# EXERCISE REQUIREMENTS
Beginning with the line that holds "IR declaration sections." in the data below, give again every line through the one that holds "pub struct MemWritePort", exactly as written.

(Stored data)

━━━━━━━━━━━━━━━━━━━━━━━━━━━━━━

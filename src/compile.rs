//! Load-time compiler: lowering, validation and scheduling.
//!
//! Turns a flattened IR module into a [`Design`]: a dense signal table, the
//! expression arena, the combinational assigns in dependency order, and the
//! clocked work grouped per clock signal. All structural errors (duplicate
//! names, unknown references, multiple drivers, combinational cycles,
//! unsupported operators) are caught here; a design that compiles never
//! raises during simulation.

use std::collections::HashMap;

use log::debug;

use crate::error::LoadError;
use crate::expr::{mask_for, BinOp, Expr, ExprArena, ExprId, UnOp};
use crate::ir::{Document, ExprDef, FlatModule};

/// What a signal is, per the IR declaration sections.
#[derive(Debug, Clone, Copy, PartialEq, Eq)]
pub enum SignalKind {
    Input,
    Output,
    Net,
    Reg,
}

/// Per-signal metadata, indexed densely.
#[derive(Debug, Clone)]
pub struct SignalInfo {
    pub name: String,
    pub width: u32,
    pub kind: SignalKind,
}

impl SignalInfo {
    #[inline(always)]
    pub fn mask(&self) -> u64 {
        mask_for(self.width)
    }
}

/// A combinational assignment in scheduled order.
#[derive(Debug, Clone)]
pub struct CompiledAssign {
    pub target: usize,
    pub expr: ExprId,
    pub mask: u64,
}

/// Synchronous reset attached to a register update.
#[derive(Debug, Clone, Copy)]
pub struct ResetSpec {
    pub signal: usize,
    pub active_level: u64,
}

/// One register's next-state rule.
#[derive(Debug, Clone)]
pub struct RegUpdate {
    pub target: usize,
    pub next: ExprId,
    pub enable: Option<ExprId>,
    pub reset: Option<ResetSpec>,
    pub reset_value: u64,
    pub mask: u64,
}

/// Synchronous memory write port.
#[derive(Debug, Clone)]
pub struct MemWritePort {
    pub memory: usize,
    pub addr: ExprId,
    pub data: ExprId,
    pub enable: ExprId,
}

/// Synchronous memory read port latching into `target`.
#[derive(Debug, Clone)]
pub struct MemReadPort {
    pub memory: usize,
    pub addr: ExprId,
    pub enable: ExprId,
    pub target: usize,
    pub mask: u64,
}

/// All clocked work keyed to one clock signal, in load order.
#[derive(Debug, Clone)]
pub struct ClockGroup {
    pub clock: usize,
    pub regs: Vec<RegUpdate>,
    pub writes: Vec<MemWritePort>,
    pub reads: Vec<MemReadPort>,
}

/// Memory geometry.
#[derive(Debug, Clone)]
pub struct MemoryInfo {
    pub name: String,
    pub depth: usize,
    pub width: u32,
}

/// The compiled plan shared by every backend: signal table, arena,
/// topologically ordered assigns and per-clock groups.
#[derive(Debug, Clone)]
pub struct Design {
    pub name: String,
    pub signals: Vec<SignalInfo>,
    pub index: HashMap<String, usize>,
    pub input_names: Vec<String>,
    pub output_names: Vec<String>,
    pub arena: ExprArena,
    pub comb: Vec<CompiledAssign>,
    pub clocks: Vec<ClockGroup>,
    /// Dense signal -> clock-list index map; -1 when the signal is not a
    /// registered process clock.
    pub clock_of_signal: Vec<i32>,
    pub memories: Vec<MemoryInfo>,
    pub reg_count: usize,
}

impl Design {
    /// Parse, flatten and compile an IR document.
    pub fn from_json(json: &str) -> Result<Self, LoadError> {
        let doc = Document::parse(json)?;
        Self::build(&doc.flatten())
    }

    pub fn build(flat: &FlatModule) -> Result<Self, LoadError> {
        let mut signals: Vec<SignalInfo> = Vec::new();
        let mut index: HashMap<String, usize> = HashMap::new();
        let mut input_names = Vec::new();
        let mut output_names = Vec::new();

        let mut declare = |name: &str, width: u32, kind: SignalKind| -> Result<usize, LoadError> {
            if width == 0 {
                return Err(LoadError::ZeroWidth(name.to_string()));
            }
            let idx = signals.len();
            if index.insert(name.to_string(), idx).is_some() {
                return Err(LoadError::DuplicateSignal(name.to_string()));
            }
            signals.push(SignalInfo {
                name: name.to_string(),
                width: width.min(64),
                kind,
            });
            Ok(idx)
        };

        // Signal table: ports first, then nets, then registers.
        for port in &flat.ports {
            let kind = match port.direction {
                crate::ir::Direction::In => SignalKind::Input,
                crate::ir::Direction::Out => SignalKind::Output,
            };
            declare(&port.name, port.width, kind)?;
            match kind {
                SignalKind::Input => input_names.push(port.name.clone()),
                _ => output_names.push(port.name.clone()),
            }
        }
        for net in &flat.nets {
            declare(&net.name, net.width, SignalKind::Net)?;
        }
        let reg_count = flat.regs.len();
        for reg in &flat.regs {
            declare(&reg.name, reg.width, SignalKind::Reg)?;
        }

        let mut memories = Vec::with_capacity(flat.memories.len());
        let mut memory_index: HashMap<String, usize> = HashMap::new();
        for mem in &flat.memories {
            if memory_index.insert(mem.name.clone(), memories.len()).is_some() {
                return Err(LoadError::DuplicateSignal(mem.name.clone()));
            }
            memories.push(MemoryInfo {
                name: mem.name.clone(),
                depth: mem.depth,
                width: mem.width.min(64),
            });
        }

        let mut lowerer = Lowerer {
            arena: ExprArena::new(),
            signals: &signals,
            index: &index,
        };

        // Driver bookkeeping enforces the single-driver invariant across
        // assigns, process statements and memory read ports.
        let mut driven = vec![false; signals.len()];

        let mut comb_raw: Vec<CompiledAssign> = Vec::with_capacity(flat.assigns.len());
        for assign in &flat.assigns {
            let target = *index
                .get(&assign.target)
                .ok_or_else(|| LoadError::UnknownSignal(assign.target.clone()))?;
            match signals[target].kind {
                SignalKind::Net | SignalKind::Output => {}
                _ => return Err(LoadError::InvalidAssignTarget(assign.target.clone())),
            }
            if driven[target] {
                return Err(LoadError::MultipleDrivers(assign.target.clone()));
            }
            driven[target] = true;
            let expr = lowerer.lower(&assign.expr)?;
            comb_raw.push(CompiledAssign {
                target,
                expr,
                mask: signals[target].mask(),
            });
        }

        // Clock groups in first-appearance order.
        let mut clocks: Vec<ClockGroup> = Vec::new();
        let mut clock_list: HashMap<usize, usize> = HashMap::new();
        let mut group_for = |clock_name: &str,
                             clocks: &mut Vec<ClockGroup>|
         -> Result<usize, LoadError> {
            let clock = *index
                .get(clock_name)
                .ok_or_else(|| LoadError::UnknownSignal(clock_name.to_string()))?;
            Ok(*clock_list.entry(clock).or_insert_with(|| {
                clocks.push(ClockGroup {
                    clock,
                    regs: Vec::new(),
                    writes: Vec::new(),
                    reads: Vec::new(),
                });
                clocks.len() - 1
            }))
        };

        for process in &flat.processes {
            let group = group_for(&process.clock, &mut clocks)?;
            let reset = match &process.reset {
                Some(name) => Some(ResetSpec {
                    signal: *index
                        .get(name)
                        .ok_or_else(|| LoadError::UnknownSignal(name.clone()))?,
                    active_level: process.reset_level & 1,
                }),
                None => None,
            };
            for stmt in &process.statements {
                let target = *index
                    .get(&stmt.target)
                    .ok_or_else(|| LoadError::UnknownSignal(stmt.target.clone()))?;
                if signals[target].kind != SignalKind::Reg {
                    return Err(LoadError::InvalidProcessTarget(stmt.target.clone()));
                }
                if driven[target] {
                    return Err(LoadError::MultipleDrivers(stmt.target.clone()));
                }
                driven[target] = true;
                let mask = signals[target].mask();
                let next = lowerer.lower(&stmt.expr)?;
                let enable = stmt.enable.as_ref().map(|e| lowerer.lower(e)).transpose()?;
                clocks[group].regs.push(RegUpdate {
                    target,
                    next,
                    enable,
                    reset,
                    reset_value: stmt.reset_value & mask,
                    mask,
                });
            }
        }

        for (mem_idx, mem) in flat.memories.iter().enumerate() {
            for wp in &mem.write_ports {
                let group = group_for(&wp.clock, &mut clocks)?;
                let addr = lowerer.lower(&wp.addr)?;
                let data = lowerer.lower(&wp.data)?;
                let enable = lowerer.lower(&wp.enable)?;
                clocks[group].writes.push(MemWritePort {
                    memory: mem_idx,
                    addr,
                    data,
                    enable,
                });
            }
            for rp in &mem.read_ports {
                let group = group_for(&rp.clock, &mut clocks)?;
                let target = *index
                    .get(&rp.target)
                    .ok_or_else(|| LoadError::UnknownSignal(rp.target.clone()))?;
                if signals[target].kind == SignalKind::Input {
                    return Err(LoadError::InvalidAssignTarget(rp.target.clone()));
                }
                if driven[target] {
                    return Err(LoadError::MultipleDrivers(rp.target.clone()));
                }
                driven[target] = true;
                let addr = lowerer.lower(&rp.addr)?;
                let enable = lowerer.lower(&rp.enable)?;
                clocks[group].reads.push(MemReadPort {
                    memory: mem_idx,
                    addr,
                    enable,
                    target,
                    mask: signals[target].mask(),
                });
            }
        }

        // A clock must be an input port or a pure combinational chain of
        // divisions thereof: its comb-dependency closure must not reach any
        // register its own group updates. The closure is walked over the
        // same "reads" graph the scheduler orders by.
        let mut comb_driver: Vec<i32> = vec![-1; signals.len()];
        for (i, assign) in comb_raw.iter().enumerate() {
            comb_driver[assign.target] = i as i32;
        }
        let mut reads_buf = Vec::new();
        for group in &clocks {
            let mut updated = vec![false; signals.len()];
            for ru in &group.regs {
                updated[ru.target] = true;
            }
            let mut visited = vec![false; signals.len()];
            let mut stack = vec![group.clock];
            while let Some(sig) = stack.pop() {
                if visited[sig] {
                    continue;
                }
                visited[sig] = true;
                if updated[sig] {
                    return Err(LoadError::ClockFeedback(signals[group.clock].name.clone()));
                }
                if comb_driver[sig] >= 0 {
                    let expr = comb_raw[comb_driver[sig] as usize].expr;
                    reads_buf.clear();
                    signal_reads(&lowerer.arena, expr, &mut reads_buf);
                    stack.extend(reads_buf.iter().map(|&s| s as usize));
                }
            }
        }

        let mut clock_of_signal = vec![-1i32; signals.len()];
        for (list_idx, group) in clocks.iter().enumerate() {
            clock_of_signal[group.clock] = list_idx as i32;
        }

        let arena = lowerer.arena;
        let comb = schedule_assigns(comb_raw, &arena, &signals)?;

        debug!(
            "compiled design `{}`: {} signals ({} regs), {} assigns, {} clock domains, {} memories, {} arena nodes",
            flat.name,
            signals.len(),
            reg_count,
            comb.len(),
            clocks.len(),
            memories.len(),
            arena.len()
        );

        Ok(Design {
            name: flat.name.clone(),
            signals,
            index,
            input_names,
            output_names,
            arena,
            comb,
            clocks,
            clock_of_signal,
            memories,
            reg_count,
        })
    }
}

━━━━━━━━━━━━━━━━━━━━━━━━━━━━━━

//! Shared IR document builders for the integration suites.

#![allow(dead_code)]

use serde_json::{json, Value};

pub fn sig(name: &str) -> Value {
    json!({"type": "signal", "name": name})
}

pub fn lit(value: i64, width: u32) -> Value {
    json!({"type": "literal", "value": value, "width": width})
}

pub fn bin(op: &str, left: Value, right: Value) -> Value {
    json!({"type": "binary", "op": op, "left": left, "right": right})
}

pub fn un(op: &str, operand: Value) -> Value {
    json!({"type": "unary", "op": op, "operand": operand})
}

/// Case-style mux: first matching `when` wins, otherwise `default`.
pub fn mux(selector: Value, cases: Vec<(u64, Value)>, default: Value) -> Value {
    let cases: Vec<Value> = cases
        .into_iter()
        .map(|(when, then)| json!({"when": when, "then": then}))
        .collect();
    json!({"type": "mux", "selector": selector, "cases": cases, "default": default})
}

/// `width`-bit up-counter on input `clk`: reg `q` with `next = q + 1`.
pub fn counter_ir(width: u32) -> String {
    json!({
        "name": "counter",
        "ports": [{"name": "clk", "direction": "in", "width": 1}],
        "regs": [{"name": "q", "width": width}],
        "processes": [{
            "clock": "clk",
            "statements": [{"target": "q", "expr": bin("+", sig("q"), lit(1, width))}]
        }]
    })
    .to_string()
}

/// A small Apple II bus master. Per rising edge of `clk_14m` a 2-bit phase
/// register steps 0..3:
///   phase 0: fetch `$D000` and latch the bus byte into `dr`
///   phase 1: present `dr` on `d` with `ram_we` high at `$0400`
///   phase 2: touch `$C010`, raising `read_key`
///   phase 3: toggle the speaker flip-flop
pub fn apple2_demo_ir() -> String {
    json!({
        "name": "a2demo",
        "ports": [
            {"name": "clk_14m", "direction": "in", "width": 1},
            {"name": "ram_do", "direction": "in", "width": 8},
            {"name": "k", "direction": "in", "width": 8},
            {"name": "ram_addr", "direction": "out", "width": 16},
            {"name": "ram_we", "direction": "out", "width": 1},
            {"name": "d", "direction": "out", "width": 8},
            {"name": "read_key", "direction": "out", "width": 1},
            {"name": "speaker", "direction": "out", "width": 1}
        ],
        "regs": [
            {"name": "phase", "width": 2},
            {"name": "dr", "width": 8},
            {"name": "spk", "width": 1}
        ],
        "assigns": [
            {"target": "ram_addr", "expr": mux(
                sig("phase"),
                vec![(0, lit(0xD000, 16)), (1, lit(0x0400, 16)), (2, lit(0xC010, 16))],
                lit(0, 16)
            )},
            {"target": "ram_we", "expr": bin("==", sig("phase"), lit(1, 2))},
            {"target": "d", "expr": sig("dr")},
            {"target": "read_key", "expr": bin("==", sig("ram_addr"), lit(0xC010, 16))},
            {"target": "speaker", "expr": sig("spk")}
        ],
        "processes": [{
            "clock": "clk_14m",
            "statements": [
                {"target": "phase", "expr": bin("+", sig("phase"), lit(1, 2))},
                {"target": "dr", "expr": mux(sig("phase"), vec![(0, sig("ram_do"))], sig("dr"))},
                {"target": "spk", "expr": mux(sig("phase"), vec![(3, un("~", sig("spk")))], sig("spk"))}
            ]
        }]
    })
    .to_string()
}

━━━━━━━━━━━━━━━━━━━━━━━━━━━━━━

# SOLUTION TO THIS TASK
/// What a signal is, per the IR declaration sections.
#[derive(Debug, Clone, Copy, PartialEq, Eq)]
pub enum SignalKind {
    Input,
    Output,
    Net,
    Reg,
}

/// Per-signal metadata, indexed densely.
#[derive(Debug, Clone)]
pub struct SignalInfo {
    pub name: String,
    pub width: u32,
    pub kind: SignalKind,
}

impl SignalInfo {
    #[inline(always)]
    pub fn mask(&self) -> u64 {
        mask_for(self.width)
    }
}

/// A combinational assignment in scheduled order.
#[derive(Debug, Clone)]
pub struct CompiledAssign {
    pub target: usize,
    pub expr: ExprId,
    pub mask: u64,
}

/// Synchronous reset attached to a register update.
#[derive(Debug, Clone, Copy)]
pub struct ResetSpec {
    pub signal: usize,
    pub active_level: u64,
}

/// One register's next-state rule.
#[derive(Debug, Clone)]
pub struct RegUpdate {
    pub target: usize,
    pub next: ExprId,
    pub enable: Option<ExprId>,
    pub reset: Option<ResetSpec>,
    pub reset_value: u64,
    pub mask: u64,
}

/// Synchronous memory write port.
#[derive(Debug, Clone)]
pub struct MemWritePort {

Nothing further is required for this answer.